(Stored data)

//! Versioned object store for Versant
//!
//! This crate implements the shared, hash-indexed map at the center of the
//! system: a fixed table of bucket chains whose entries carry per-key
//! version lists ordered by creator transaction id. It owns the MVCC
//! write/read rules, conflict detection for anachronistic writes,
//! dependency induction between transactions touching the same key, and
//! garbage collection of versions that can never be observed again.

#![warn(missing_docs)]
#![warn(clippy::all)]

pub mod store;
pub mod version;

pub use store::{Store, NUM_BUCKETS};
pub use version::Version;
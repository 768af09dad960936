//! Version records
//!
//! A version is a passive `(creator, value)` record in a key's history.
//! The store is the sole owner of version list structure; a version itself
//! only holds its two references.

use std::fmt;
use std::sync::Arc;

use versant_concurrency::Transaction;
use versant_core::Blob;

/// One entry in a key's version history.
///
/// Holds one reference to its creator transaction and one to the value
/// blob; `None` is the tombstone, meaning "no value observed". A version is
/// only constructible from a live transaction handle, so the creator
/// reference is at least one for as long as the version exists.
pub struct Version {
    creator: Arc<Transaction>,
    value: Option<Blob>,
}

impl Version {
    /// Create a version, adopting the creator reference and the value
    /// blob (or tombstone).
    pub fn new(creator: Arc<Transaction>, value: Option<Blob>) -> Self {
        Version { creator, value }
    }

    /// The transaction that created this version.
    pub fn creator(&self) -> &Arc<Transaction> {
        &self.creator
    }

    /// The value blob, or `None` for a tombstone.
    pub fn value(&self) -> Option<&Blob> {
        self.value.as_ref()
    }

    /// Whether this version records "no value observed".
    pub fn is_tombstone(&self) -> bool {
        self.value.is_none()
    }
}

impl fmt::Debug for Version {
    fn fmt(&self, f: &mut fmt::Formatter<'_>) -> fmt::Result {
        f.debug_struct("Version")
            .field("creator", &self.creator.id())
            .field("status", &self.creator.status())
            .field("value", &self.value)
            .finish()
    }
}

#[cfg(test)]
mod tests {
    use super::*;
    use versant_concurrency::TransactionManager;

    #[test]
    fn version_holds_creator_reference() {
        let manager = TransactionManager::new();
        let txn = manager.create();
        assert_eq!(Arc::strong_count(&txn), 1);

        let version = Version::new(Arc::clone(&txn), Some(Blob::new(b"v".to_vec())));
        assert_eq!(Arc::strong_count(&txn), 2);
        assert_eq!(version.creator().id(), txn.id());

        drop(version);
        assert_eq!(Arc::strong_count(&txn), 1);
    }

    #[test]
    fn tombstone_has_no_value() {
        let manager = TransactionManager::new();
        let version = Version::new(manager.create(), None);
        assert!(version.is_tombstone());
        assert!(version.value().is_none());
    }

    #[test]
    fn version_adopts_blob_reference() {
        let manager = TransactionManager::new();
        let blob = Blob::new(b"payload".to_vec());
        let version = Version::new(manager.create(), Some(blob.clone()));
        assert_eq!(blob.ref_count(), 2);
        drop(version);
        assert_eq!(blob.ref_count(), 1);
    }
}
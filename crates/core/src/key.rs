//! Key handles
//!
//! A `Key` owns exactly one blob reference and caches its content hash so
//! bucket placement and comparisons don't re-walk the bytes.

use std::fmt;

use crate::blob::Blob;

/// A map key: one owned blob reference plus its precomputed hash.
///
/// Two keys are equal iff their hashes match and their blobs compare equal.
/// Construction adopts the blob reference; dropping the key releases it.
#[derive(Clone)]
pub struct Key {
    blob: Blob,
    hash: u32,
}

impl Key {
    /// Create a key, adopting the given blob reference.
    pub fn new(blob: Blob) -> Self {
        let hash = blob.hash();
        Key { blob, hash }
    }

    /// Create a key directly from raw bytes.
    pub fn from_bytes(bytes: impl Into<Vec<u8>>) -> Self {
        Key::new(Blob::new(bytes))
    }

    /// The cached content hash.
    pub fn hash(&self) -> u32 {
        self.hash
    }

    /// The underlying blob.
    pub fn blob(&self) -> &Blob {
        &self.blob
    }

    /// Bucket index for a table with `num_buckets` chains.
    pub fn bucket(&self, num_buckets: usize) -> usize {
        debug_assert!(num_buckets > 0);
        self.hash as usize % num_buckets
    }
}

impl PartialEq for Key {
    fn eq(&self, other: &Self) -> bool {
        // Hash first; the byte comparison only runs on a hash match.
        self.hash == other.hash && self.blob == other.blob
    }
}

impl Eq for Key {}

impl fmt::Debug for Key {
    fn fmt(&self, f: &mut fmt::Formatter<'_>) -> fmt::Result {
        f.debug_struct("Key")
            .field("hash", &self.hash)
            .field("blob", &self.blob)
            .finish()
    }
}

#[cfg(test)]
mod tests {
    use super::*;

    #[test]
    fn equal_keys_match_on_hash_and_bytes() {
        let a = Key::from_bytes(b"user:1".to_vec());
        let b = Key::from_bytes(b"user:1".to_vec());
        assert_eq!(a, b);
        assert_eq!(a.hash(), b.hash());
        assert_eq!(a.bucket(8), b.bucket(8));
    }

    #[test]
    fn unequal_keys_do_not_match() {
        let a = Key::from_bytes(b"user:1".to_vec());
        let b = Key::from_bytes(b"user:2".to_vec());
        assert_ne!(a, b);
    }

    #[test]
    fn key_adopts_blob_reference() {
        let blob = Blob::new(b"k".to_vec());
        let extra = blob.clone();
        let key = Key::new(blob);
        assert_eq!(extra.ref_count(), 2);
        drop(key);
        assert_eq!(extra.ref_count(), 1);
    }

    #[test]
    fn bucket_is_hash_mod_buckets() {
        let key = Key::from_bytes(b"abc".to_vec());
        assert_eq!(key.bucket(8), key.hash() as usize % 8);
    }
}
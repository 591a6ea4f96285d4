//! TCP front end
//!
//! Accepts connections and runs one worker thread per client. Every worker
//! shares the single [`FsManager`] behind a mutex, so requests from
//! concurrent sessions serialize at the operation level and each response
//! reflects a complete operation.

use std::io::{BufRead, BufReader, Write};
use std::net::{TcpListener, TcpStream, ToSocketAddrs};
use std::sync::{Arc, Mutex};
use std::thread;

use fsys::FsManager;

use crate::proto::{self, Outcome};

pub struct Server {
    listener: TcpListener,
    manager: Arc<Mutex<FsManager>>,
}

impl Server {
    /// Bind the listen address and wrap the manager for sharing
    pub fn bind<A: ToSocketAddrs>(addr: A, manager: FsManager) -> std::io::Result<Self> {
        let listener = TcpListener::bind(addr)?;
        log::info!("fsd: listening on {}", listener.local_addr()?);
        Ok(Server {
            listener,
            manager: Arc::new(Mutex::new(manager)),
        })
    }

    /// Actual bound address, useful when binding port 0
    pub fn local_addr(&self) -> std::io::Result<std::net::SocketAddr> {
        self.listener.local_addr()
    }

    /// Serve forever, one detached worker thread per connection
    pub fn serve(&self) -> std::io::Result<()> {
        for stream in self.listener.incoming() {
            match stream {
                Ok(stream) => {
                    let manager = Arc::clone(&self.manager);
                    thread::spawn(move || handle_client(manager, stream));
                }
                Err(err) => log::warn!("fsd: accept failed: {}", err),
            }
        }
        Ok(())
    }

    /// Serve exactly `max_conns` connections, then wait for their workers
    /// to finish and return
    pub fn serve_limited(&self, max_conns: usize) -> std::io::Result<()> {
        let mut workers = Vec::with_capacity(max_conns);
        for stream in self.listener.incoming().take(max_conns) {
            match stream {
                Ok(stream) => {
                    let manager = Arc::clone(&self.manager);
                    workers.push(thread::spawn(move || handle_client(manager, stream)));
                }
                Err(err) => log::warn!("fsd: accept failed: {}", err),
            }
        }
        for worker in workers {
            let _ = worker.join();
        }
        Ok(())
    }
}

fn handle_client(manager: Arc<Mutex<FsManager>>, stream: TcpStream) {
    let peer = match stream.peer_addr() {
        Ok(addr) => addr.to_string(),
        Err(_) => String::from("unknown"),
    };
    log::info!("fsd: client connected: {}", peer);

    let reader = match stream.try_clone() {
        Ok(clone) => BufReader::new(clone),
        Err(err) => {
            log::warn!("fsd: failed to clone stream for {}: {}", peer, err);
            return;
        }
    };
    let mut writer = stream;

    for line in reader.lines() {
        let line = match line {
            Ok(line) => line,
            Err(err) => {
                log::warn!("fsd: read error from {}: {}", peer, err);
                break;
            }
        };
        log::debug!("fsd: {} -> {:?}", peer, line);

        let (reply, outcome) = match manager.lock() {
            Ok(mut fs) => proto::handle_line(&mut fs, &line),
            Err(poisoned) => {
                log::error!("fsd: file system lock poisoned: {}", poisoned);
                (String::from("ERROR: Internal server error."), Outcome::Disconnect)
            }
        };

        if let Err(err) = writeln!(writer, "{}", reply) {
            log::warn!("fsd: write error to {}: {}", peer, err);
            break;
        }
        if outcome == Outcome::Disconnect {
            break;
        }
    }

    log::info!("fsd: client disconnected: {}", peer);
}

§ Instructions to follow
Every line above that holds the word "TcpStream" needs to be copied.

§ Exercise answer
use std::net::{TcpListener, TcpStream, ToSocketAddrs};
fn handle_client(manager: Arc<Mutex<FsManager>>, stream: TcpStream) {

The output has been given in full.